_INSTRUCTIONS FOR THE TASK_
Please restate verbatim the lines that open the listing below, ending with the line in which "pub fn clear(&mut" occurs.

═══ GIVEN ENTRIES ═══

//! Dashboard building blocks shared by the portal screens.

pub mod calendar;
pub mod mutation;
pub mod panel;
pub mod roster;

mod components;
mod holiday;
mod overlay;

pub use components::{EmptyState, Overlay, Panel};
pub use holiday::HolidayCalendar;
pub use overlay::{Panels, use_panels};
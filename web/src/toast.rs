use dioxus::prelude::*;
use gloo_timers::future::TimeoutFuture;

const DISMISS_AFTER_MS: u32 = 4_000;

#[derive(Clone, Copy, Debug, PartialEq, Eq)]
pub enum Tone {
    Success,
    Error,
}

#[derive(Clone, Debug, PartialEq)]
pub struct Toast {
    id: u64,
    pub tone: Tone,
    pub message: String,
}

/// Global notice banner state - use `use_toast()` to access
#[derive(Clone, Copy)]
pub struct ToastState {
    current: Signal<Option<Toast>>,
    next_id: Signal<u64>,
}

impl ToastState {
    pub fn new() -> Self {
        Self {
            current: Signal::new(None),
            next_id: Signal::new(0),
        }
    }

    fn show(&mut self, tone: Tone, message: String) {
        let id = *self.next_id.peek();
        self.next_id.set(id + 1);
        self.current.set(Some(Toast { id, tone, message }));
    }

    pub fn success(&mut self, message: impl Into<String>) {
        self.show(Tone::Success, message.into());
    }

    pub fn error(&mut self, error: impl std::fmt::Display) {
        self.show(Tone::Error, error.to_string());
    }

    pub fn clear(&mut self) {
        self.current.set(None);
    }
}

pub fn use_toast() -> ToastState {
    use_context::<ToastState>()
}

#[component]
pub fn ToastBanner() -> Element {
    let mut state = use_toast();

    // Each notice clears itself unless a newer one replaced it.
    use_effect(move || {
        let Some(id) = state.current.read().as_ref().map(|t| t.id) else {
            return;
        };
        spawn(async move {
            TimeoutFuture::new(DISMISS_AFTER_MS).await;
            if state.current.peek().as_ref().is_some_and(|t| t.id == id) {
                state.clear();
            }
        });
    });

    let current = state.current.read().clone();
    let Some(toast) = current else {
        return rsx! {};
    };
    let tone = match toast.tone {
        Tone::Success => "toast-success",
        Tone::Error => "toast-error",
    };

    rsx! {
        div {
            class: "toast-banner {tone}",
            role: "status",
            span { class: "toast-message", "{toast.message}" }
            button {
                class: "toast-close",
                aria_label: "Dismiss",
                onclick: move |_| state.clear(),
                "×"
            }
        }
    }
}
use std::path::Path;

use ndarray::{Array3, Array4, ArrayD, ArrayView3, ArrayView4, Axis, Ix4};
use nifti::writer::WriterOptions;
use nifti::{IntoNdArray, NiftiHeader};

use super::{
    blank_header, check_spatial_shape, grid_from_header, output_header, read_nifti, GridAttr,
};
use crate::error::{ParcError, ParcResult};
use crate::grid::GridDescriptor;

/// 连续值体数据, 体素值以 `f32` 保存.
///
/// 数据按 NIfTI 惯例以 `[x, y, z, t]` 组织, 即体素 `(i, j, k)` 直接对应网格仿射矩阵的输入.
/// 3D 数据内部同样以 `t == 1` 的 4D 数组保存, 并记住其原始维数以便原样写出.
///
/// 从文件读入的体数据会保留原 header, 写出时只替换其中的仿射矩阵与维度信息.
///
/// 该结构构造后只读.
#[derive(Debug, Clone)]
pub struct Volume {
    grid: GridDescriptor,
    data: Array4<f32>,
    is_4d: bool,
    header: NiftiHeader,
}

impl GridAttr for Volume {
    #[inline]
    fn grid(&self) -> &GridDescriptor {
        &self.grid
    }
}

impl Volume {
    /// 由 3D 或 4D 数组和网格创建体数据.
    ///
    /// 数组前三维必须与网格形状一致, 否则返回 [`ParcError::ShapeMismatch`].
    pub fn new(data: ArrayD<f32>, grid: GridDescriptor) -> ParcResult<Self> {
        Self::with_header(data, grid, blank_header())
    }

    fn with_header(
        data: ArrayD<f32>,
        grid: GridDescriptor,
        header: NiftiHeader,
    ) -> ParcResult<Self> {
        check_spatial_shape(&grid, data.shape())?;
        let is_4d = match data.ndim() {
            3 => false,
            4 => true,
            _ => {
                let (x, y, z) = grid.shape();
                return Err(ParcError::ShapeMismatch(vec![x, y, z], data.shape().to_vec()));
            }
        };
        let shape = data.shape().to_vec();
        let data = if is_4d {
            data
        } else {
            data.insert_axis(Axis(3))
        };
        let data = data
            .into_dimensionality::<Ix4>()
            .map_err(|_| ParcError::ShapeMismatch(shape.clone(), shape))?;
        Ok(Self {
            grid,
            data,
            is_4d,
            header,
        })
    }

    /// 由 3D 数组创建体数据.
    #[inline]
    pub fn from_3d(data: Array3<f32>, grid: GridDescriptor) -> ParcResult<Self> {
        Self::new(data.into_dyn(), grid)
    }

    /// 由 4D 数组创建体数据, 第四维为重复测量 (时间点).
    #[inline]
    pub fn from_4d(data: Array4<f32>, grid: GridDescriptor) -> ParcResult<Self> {
        Self::new(data.into_dyn(), grid)
    }

    /// 打开 nii 文件格式的 3D/4D 影像. `path` 为 nii (或 nii.gz) 文件的本地路径.
    /// 如果打开成功, 则返回 `Ok(Self)`, 否则返回 `Err`.
    pub fn open<P: AsRef<Path>>(path: P) -> ParcResult<Self> {
        let (header, volume) = read_nifti(path.as_ref())?;
        let data = volume.into_ndarray::<f32>()?;
        let grid = grid_from_header(&header, data.shape())?;
        Self::with_header(data, grid, header)
    }

    /// 以 nii 文件格式写出. header 中的仿射矩阵由网格生成 (sform).
    pub fn save<P: AsRef<Path>>(&self, path: P) -> ParcResult<()> {
        let header = output_header(&self.header, &self.grid);
        let writer = WriterOptions::new(path.as_ref()).reference_header(&header);
        if self.is_4d {
            writer.write_nifti(&self.data)?;
        } else {
            writer.write_nifti(&self.frame(0))?;
        }
        log::debug!("Saved volume {:?} to {:?}", self.data.dim(), path.as_ref());
        Ok(())
    }

    /// 读入时的 NIfTI header. 内存中新建的体数据为一个空白模板.
    #[inline]
    pub fn header(&self) -> &NiftiHeader {
        &self.header
    }

    /// 是否为 4D (带重复测量维) 数据.
    #[inline]
    pub fn is_4d(&self) -> bool {
        self.is_4d
    }

    /// 帧数 (第四维大小). 3D 数据为 1.
    #[inline]
    pub fn frames(&self) -> usize {
        self.data.len_of(Axis(3))
    }

    /// 获取第 `t` 帧的 3D 视图.
    ///
    /// 当 `t` 越界时 panic.
    #[inline]
    pub fn frame(&self, t: usize) -> ArrayView3<'_, f32> {
        self.data.index_axis(Axis(3), t)
    }

    /// 获取能按升序迭代所有帧的迭代器.
    #[inline]
    pub fn frame_iter(&self) -> impl ExactSizeIterator<Item = ArrayView3<'_, f32>> {
        self.data.axis_iter(Axis(3))
    }

    /// 获得数据的一份不可变 shallow copy (`[x, y, z, t]`).
    #[inline]
    pub fn data(&self) -> ArrayView4<'_, f32> {
        self.data.view()
    }

    /// 消费自我, 获得底层数据. 3D 数据返回 3 维数组.
    pub fn into_data(self) -> ArrayD<f32> {
        if self.is_4d {
            self.data.into_dyn()
        } else {
            self.data.index_axis_move(Axis(3), 0).into_dyn()
        }
    }

    /// 获取 3D/4D 标记与 header 均相同, 但数据和网格被替换的新体数据.
    pub(crate) fn with_data(&self, grid: GridDescriptor, data: Array4<f32>) -> Self {
        debug_assert_eq!(data.dim().0, grid.shape().0);
        debug_assert_eq!(data.dim().1, grid.shape().1);
        debug_assert_eq!(data.dim().2, grid.shape().2);
        Self {
            grid,
            data,
            is_4d: self.is_4d,
            header: self.header.clone(),
        }
    }

    /// 获取网格与 header 均相同的单帧 3D 体数据.
    pub(crate) fn with_frame(&self, frame: Array3<f32>) -> Self {
        debug_assert_eq!(frame.dim(), self.grid.shape());
        Self {
            grid: self.grid.clone(),
            data: frame.insert_axis(Axis(3)),
            is_4d: false,
            header: self.header.clone(),
        }
    }
}

#[cfg(test)]
mod tests {
    use super::*;
    use ndarray::{Array, IxDyn};
    use tempfile::tempdir;

    fn grid(shape: (usize, usize, usize)) -> GridDescriptor {
        GridDescriptor::axis_aligned(shape, [2.0; 3], [-10.0, 0.0, 5.0]).unwrap()
    }

    #[test]
    fn test_volume_shape_check() {
        let data = Array::<f32, _>::zeros(IxDyn(&[2, 3, 4]));
        assert!(Volume::new(data.clone(), grid((2, 3, 4))).is_ok());

        let err = Volume::new(data, grid((2, 3, 5))).unwrap_err();
        assert!(matches!(err, ParcError::ShapeMismatch(..)));

        let flat = Array::<f32, _>::zeros(IxDyn(&[2, 3]));
        assert!(Volume::new(flat, grid((2, 3, 1))).is_err());

        let five = Array::<f32, _>::zeros(IxDyn(&[2, 3, 4, 1, 2]));
        assert!(Volume::new(five, grid((2, 3, 4))).is_err());
    }

    #[test]
    fn test_volume_frames() {
        let data = Array4::from_shape_fn((2, 2, 2, 3), |(i, j, k, t)| {
            (i + 2 * j + 4 * k) as f32 + 100.0 * t as f32
        });
        let v = Volume::from_4d(data, grid((2, 2, 2))).unwrap();
        assert!(v.is_4d());
        assert_eq!(v.frames(), 3);
        assert_eq!(v.frame(2)[[1, 1, 1]], 207.0);
        assert_eq!(v.frame_iter().len(), 3);

        let v3 = Volume::from_3d(Array3::zeros((2, 2, 2)), grid((2, 2, 2))).unwrap();
        assert!(!v3.is_4d());
        assert_eq!(v3.frames(), 1);
        assert_eq!(v3.into_data().ndim(), 3);
    }

    #[test]
    fn test_volume_nifti_round_trip() {
        let dir = tempdir().unwrap();
        let path = dir.path().join("volume.nii");
        let data = Array3::from_shape_fn((3, 4, 5), |(i, j, k)| (i * 100 + j * 10 + k) as f32);
        let v = Volume::from_3d(data.clone(), grid((3, 4, 5))).unwrap();
        v.save(&path).unwrap();

        let back = Volume::open(&path).unwrap();
        assert!(!back.is_4d());
        assert_eq!(back.shape(), (3, 4, 5));
        assert_eq!(back.size(), 60);
        assert!(back.check(&(2, 3, 4)) && !back.check(&(3, 0, 0)));
        assert!(back.is_grid_identical(&v, 1e-4));
        assert_eq!(back.frame(0), data.view());
    }

    #[test]
    fn test_volume_keeps_header() {
        let dir = tempdir().unwrap();
        let (input, output) = (dir.path().join("bold.nii"), dir.path().join("copy.nii"));

        let g = grid((2, 2, 2));
        let mut header = NiftiHeader::default();
        g.write_header(&mut header);
        header.pixdim[4] = 2.5;
        header.set_description_str("resting state").unwrap();
        WriterOptions::new(&input)
            .reference_header(&header)
            .write_nifti(&Array4::<f32>::zeros((2, 2, 2, 3)))
            .unwrap();

        let v = Volume::open(&input).unwrap();
        assert_eq!(v.header().pixdim[4], 2.5);
        v.save(&output).unwrap();

        let back = NiftiHeader::from_file(&output).unwrap();
        assert_eq!(back.pixdim[4], 2.5);
        assert!(back.descrip.starts_with(b"resting state"));
        assert_eq!(back.dim[..5], [4, 2, 2, 2, 3]);
    }
}
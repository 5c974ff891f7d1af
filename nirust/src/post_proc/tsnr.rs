//! 时间信噪比 (temporal SNR).

use ndarray::{Array3, Axis, Zip};

use crate::data::{GridAttr, Volume};
use crate::error::{ParcError, ParcResult};

/// 逐体素计算时间信噪比: 时间维均值除以时间维样本标准差 (除数 `n - 1`).
///
/// 输入必须是至少两帧的 4D 体数据, 否则返回 [`ParcError::MissingTimeAxis`].
/// 结果为与输入网格、header 相同的 3D 体数据. 标准差为 0 的体素按 IEEE 规则得到
/// `inf` 或 `NaN`.
pub fn temporal_snr(volume: &Volume) -> ParcResult<Volume> {
    let frames = volume.frames();
    if !volume.is_4d() || frames < 2 {
        return Err(ParcError::MissingTimeAxis(frames));
    }
    log::info!("Computing tSNR over {frames} frame(s)");

    let data = volume.data();
    let mut out = Array3::<f32>::zeros(volume.shape());
    let n = frames as f64;
    Zip::from(&mut out)
        .and(data.lanes(Axis(3)))
        .for_each(|o, series| {
            let mean = series.iter().map(|v| *v as f64).sum::<f64>() / n;
            let var = series
                .iter()
                .map(|v| (*v as f64 - mean).powi(2))
                .sum::<f64>()
                / (n - 1.0);
            *o = (mean / var.sqrt()) as f32;
        });

    Ok(volume.with_frame(out))
}

#[cfg(test)]
mod tests {
    use super::*;
    use crate::grid::GridDescriptor;
    use ndarray::Array4;

    fn grid() -> GridDescriptor {
        GridDescriptor::axis_aligned((2, 1, 1), [1.0; 3], [0.0; 3]).unwrap()
    }

    #[test]
    fn test_tsnr() {
        // 体素 0: [1, 2, 3] -> mean 2, sample std 1 -> 2.
        // 体素 1: [5, 5, 5] -> std 0 -> inf.
        let data = Array4::from_shape_vec((2, 1, 1, 3), vec![1.0, 2.0, 3.0, 5.0, 5.0, 5.0]).unwrap();
        let v = Volume::from_4d(data, grid()).unwrap();
        let out = temporal_snr(&v).unwrap();
        assert!(!out.is_4d());
        assert_eq!(out.shape(), (2, 1, 1));
        assert!((out.frame(0)[[0, 0, 0]] - 2.0).abs() < 1e-6);
        assert!(out.frame(0)[[1, 0, 0]].is_infinite());
    }

    #[test]
    fn test_tsnr_needs_time_axis() {
        let v = Volume::from_3d(Array3::zeros((2, 1, 1)), grid()).unwrap();
        assert!(matches!(temporal_snr(&v), Err(ParcError::MissingTimeAxis(1))));

        let one = Volume::from_4d(Array4::zeros((2, 1, 1, 1)), grid()).unwrap();
        assert!(matches!(temporal_snr(&one), Err(ParcError::MissingTimeAxis(1))));
    }
}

═══

_YOUR RESPONSE_
//! Dashboard building blocks shared by the portal screens.

pub mod calendar;
pub mod mutation;
pub mod panel;
pub mod roster;

mod components;
mod holiday;
mod overlay;

pub use components::{EmptyState, Overlay, Panel};
pub use holiday::HolidayCalendar;
pub use overlay::{Panels, use_panels};
filename web/src/toast.rs
use dioxus::prelude::*;
use gloo_timers::future::TimeoutFuture;

const DISMISS_AFTER_MS: u32 = 4_000;

#[derive(Clone, Copy, Debug, PartialEq, Eq)]
pub enum Tone {
    Success,
    Error,
}

#[derive(Clone, Debug, PartialEq)]
pub struct Toast {
    id: u64,
    pub tone: Tone,
    pub message: String,
}

/// Global notice banner state - use `use_toast()` to access
#[derive(Clone, Copy)]
pub struct ToastState {
    current: Signal<Option<Toast>>,
    next_id: Signal<u64>,
}

impl ToastState {
    pub fn new() -> Self {
        Self {
            current: Signal::new(None),
            next_id: Signal::new(0),
        }
    }

    fn show(&mut self, tone: Tone, message: String) {
        let id = *self.next_id.peek();
        self.next_id.set(id + 1);
        self.current.set(Some(Toast { id, tone, message }));
    }

    pub fn success(&mut self, message: impl Into<String>) {
        self.show(Tone::Success, message.into());
    }

    pub fn error(&mut self, error: impl std::fmt::Display) {
        self.show(Tone::Error, error.to_string());
    }

    pub fn clear(&mut self) {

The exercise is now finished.